Regardless about how you feel about the wine itself, ice wine is a fascinating and difficult tradition in the Finger Lakes: the grapes need to be harvested at sub-zero temperatures, so it’s often done in the dark when the vineyard is at its coldest, and because they are frozen they produce much less juice but require more hands on attention. It’s an intense process, but when it’s done well, the results are incredible (even for those of us who don’t normally like sweeter wines).
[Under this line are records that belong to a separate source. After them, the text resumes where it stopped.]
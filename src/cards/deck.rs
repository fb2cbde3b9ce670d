//! Decks and the standard deck builders.
//!
//! Drawing removes a uniformly random card, so the order left behind by a
//! shuffle has no effect on what gets drawn.

use serde::{Deserialize, Serialize};

use super::card::{Card, CardKind};
use crate::core::{GameRng, SessionConfig};

/// Ordered sequence of cards.
#[derive(Clone, Debug, Default, PartialEq, Eq, Serialize, Deserialize)]
pub struct Deck {
    cards: Vec<Card>,
}

impl Deck {
    #[must_use]
    pub fn empty() -> Self {
        Self::default()
    }

    pub fn add(&mut self, card: Card) {
        self.cards.push(card);
    }

    /// Remove and return a uniformly random card.
    ///
    /// Returns `None` when the deck is empty.
    pub fn draw_random(&mut self, rng: &mut GameRng) -> Option<Card> {
        let index = rng.index(self.cards.len())?;
        Some(self.cards.remove(index))
    }

    pub fn shuffle(&mut self, rng: &mut GameRng) {
        rng.shuffle(&mut self.cards);
    }

    #[must_use]
    pub fn len(&self) -> usize {
        self.cards.len()
    }

    #[must_use]
    pub fn is_empty(&self) -> bool {
        self.cards.is_empty()
    }

    #[must_use]
    pub fn cards(&self) -> &[Card] {
        &self.cards
    }
}

impl From<Vec<Card>> for Deck {
    fn from(cards: Vec<Card>) -> Self {
        Self { cards }
    }
}

impl FromIterator<Card> for Deck {
    fn from_iter<T: IntoIterator<Item = Card>>(iter: T) -> Self {
        iter.into_iter().collect::<Vec<_>>().into()
    }
}

/// Build the main deck: `main_card_types` values with
/// `main_copies_per_type` copies each.
#[must_use]
pub fn create_main_deck(config: &SessionConfig) -> Deck {
    (1..=config.main_card_types)
        .flat_map(|value| {
            (0..config.main_copies_per_type).map(move |copy| {
                Card::new(
                    format!("main-{value}-{copy}"),
                    CardKind::Main,
                    format!("{}card_{value}.png", config.main_image_root),
                    value,
                    format!("Card {value}"),
                )
                .with_description(format!("This is card type {value}"))
            })
        })
        .collect()
}

/// Build the special deck: one card per index, worth twice its index.
#[must_use]
pub fn create_special_deck(config: &SessionConfig) -> Deck {
    (1..=config.special_card_count)
        .map(|n| {
            Card::new(
                format!("special-{n}"),
                CardKind::Special,
                format!("{}special_{n}.png", config.special_image_root),
                n * 2,
                format!("Special Card {n}"),
            )
            .with_description(format!("This is special card {n}"))
        })
        .collect()
}
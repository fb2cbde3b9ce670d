//! Error types.
//!
//! - `GameError`: a local action was rejected. Never sent to peers.
//! - `TransportError`: a connection could not carry a message.
//! - `ProtocolError`: a frame could not be encoded or decoded.
//!
//! Desynchronization between peers is not an error: it is never detected.

use super::player::PlayerId;

#[derive(thiserror::Error, Debug, Clone, PartialEq, Eq)]
pub enum GameError {
    #[error("Game has not started yet!")]
    NotStarted,

    #[error("Game already started")]
    AlreadyStarted,

    #[error("Not your turn!")]
    NotYourTurn,

    #[error("Only the host can perform this action: {0}")]
    HostOnly(&'static str),

    #[error("Selected card not found in hand: {0}")]
    CardNotInHand(String),

    #[error("Selected card not found in played cards: {0}")]
    CardNotInPlayed(String),

    #[error("No cards left in the deck!")]
    DeckEmpty,

    #[error("No other players to take from!")]
    NoOpponents,

    #[error("Unknown player: {0}")]
    UnknownPlayer(PlayerId),

    #[error("Not connected to a host")]
    NotConnected,
}

#[derive(thiserror::Error, Debug)]
pub enum TransportError {
    #[error("Connection to {0} is closed")]
    Closed(String),

    #[error("Peer unreachable: {0}")]
    Unreachable(String),

    #[error("Invalid game code: {0}")]
    InvalidCode(String),

    #[error(transparent)]
    Codec(#[from] ProtocolError),
}

#[derive(thiserror::Error, Debug)]
pub enum ProtocolError {
    #[error("Malformed frame: {0}")]
    Json(#[from] serde_json::Error),
}

#[cfg(test)]
mod tests {
    use super::*;

    #[test]
    fn test_game_error_messages() {
        assert_eq!(GameError::NotYourTurn.to_string(), "Not your turn!");
        assert_eq!(GameError::DeckEmpty.to_string(), "No cards left in the deck!");
        assert_eq!(
            GameError::HostOnly("start game").to_string(),
            "Only the host can perform this action: start game"
        );
        assert_eq!(
            GameError::UnknownPlayer(PlayerId::new("x")).to_string(),
            "Unknown player: x"
        );
    }

    #[test]
    fn test_protocol_error_converts_into_transport_error() {
        let err: ProtocolError = serde_json::from_str::<u32>("nope").unwrap_err().into();
        let transport: TransportError = err.into();
        assert!(matches!(transport, TransportError::Codec(_)));
    }
}
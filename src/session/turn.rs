//! Turn order and the per-participant turn state machine.
//!
//! ## TurnOrder
//!
//! Ordered player ids plus the current turn. Uses an `im` vector so the
//! order can be cloned into outgoing messages and views cheaply.
//!
//! ## TurnPhase
//!
//! `NotStarted -> WaitingForTurn | MyTurn` when the game starts or the
//! order is replaced, then `WaitingForTurn <-> MyTurn` as `turn_update`s
//! arrive. There is no terminal phase.

use im::Vector;
use serde::{Deserialize, Serialize};

use crate::core::PlayerId;

/// What happened when a player was removed from the order.
#[derive(Clone, Copy, Debug, PartialEq, Eq)]
pub enum Removal {
    NotPresent,
    /// Removed; the current turn is unchanged.
    Removed,
    /// Removed the current player; the turn advanced once beforehand.
    RemovedCurrent,
}

#[derive(Clone, Debug, Default, PartialEq, Eq, Serialize, Deserialize)]
pub struct TurnOrder {
    order: Vector<PlayerId>,
    current: Option<PlayerId>,
}

impl TurnOrder {
    /// Start a new order; the first player holds the turn.
    #[must_use]
    pub fn new(order: impl IntoIterator<Item = PlayerId>) -> Self {
        let order: Vector<PlayerId> = order.into_iter().collect();
        let current = order.front().cloned();
        Self { order, current }
    }

    /// Rebuild an order as received from the host, without validation.
    #[must_use]
    pub fn from_parts(order: impl IntoIterator<Item = PlayerId>, current: PlayerId) -> Self {
        Self {
            order: order.into_iter().collect(),
            current: Some(current),
        }
    }

    #[must_use]
    pub fn current(&self) -> Option<&PlayerId> {
        self.current.as_ref()
    }

    #[must_use]
    pub fn is_current(&self, player: &PlayerId) -> bool {
        self.current.as_ref() == Some(player)
    }

    /// Overwrite the current turn as announced by the host.
    pub fn set_current(&mut self, player: PlayerId) {
        self.current = Some(player);
    }

    pub fn iter(&self) -> impl Iterator<Item = &PlayerId> {
        self.order.iter()
    }

    #[must_use]
    pub fn to_vec(&self) -> Vec<PlayerId> {
        self.order.iter().cloned().collect()
    }

    #[must_use]
    pub fn contains(&self, player: &PlayerId) -> bool {
        self.order.contains(player)
    }

    #[must_use]
    pub fn len(&self) -> usize {
        self.order.len()
    }

    #[must_use]
    pub fn is_empty(&self) -> bool {
        self.order.is_empty()
    }

    /// Move the turn to the next player, wrapping around.
    ///
    /// A current turn missing from the order restarts at the first player.
    pub fn advance(&mut self) -> Option<&PlayerId> {
        if self.order.is_empty() {
            self.current = None;
            return None;
        }
        let next = self
            .current
            .as_ref()
            .and_then(|c| self.order.index_of(c))
            .map_or(0, |i| (i + 1) % self.order.len());
        self.current = self.order.get(next).cloned();
        self.current.as_ref()
    }

    /// Remove a player. If they held the turn, it advances once from the
    /// now-missing id, which restarts at the first player (the host).
    pub fn remove(&mut self, player: &PlayerId) -> Removal {
        let Some(index) = self.order.index_of(player) else {
            return Removal::NotPresent;
        };
        self.order.remove(index);

        if !self.is_current(player) {
            return Removal::Removed;
        }
        self.advance();
        Removal::RemovedCurrent
    }
}

/// Where a participant stands in the turn cycle.
#[derive(Clone, Copy, Debug, PartialEq, Eq, Serialize, Deserialize)]
pub enum TurnPhase {
    NotStarted,
    WaitingForTurn,
    MyTurn,
}

impl TurnPhase {
    /// Phase of `me` given the game flag and replicated turn order.
    #[must_use]
    pub fn of(started: bool, turn: &TurnOrder, me: &PlayerId) -> Self {
        if !started {
            TurnPhase::NotStarted
        } else if turn.is_current(me) {
            TurnPhase::MyTurn
        } else {
            TurnPhase::WaitingForTurn
        }
    }
}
The New York Ice Wine and Culinary Festival celebrates this finicky frozen delight with a day of wine tasting, seminars, and food pairings at Casa Larga Vineyards and Winery. This was a great opportunity to taste a range of ice wines and learn more about the process.
A Little History
Ice wine was first produced in Franken, Germany in 1794 when the area was struck by a cold winter. Winemakers had no choice but to try to produce wine from their frozen grapes, and the result was a vintage with a high sugar content but amazing flavor. After this, the technique became popularized and known as eiswein in German.
Given that the Finger Lakes have similar characteristics to German’s wine growing regions, it isn’t surprising that this technique works here.
First, the grapes are left on the vine until they reach below 20 ºF (-7º C). Next, the frozen grapes are pressed in a grape crusher. Only between 10-20% of the juice from the grapes is able to be squeezed out, making it a difficult process for so little juice. After this, the juice goes through fermentation and becomes wine. In the end, the wine has an alcohol of around 10% and a high residual sugar.
Hunt Country produced a fantastic video showing their ice wine harvest, available on Facebook.
Now, there are wineries that produce something else: iced wine. This is where wine is picked at peak ripeness, and then the grapes are frozen in a freezer and pressed. Technically, it isn’t ice wine, so it’s good to ask when you’re drinking ice wine what method they used. Not that one is necessarily better, but one is a lot harder.
Tasting at the Ice Wine Festival
The festival featured five wineries with ice wine: Casa Larga Vineyards and Winery, Leonard Oakes Estate Winery, Hunt Country Vineyards, Hazlitt 1852 Vineyards, and Schulze Vineyards and Winery. Interestingly, almost all of the wines we tried were produced from Vidal Blanc, a white hybrid grape.
We started with Leonard Oakes 2015 Vidal Blanc Ice Wine. The color is a rich golden orange. It has a nose of apricot, fresh peach, cooked pear, and honey. On the palate, the sweetness of the wine is well-balance by a bright acidity, and notes of apricot and peaches linger.
Next, we stopped over at Hunt Country for their Vidal Blanc Ice Wine 2016. The wine is a similar rich golden orange, and has a nose of apricot, tangerine, cooked nectarine. and hints of tropical fruits. When sipped, it has a high lingering peach sweetness.
From here, we ventured over to Hazlitt 1852 for their Vidal Blanc Ice Wine (I missed the vintage), which is a slightly deeper color and has notes of apricot jam, custard, and pear. it has a higher acidity than the others, which reduces how sweet it tastes at the end.
Finally, we decided to end with Casa Larga‘s two ice wines. The first was their 2016 Fiori -8º, an ice wine fortified with apple spirits and made from Muscat Ottonel, Riesling, and Vidal Blanc. The nose has hints of stonefruit, cooked apple, and honey that continues when sipped. The apple spirit adds a hit of alcohol heat to the palate.
We also sampled their 2016 Vidal Blanc Ice Wine, which has a nose of tropical fruits, apricot and honey. The sweetness is well balanced by the acidity so that it isn’t overpowering, and you are left with a floral honey note lingering on your palate.
In addition to these tastings, the festival had a delicious assortment of food made with ice wine (including pork buns, french onion soup, gnocchi and more), seminars on wine, cheese, and history, and samplings of non-ice wine treats like mulled wine and wine cocktails.
Overall, we had a fun day at the wine festival. A few thoughts for those who are thinking about attending next year: 1) get to the seminars early, they are fascinating and informative but fill up fast; 2) the lines for the wineries are long (up to a half hour) so plan ahead by prioritizing which winery you want to get to first, and bring the food samplings with you in line so that you have a snack while you wait; 3) if you have a winery you must try, get there first- we missed out on tasting Schulze because they ran out of wine.
It was fun to try the different ice wines and see how different they are despite being made with similar techniques and the same grape. For those who love ice wine, it is a fun adventure.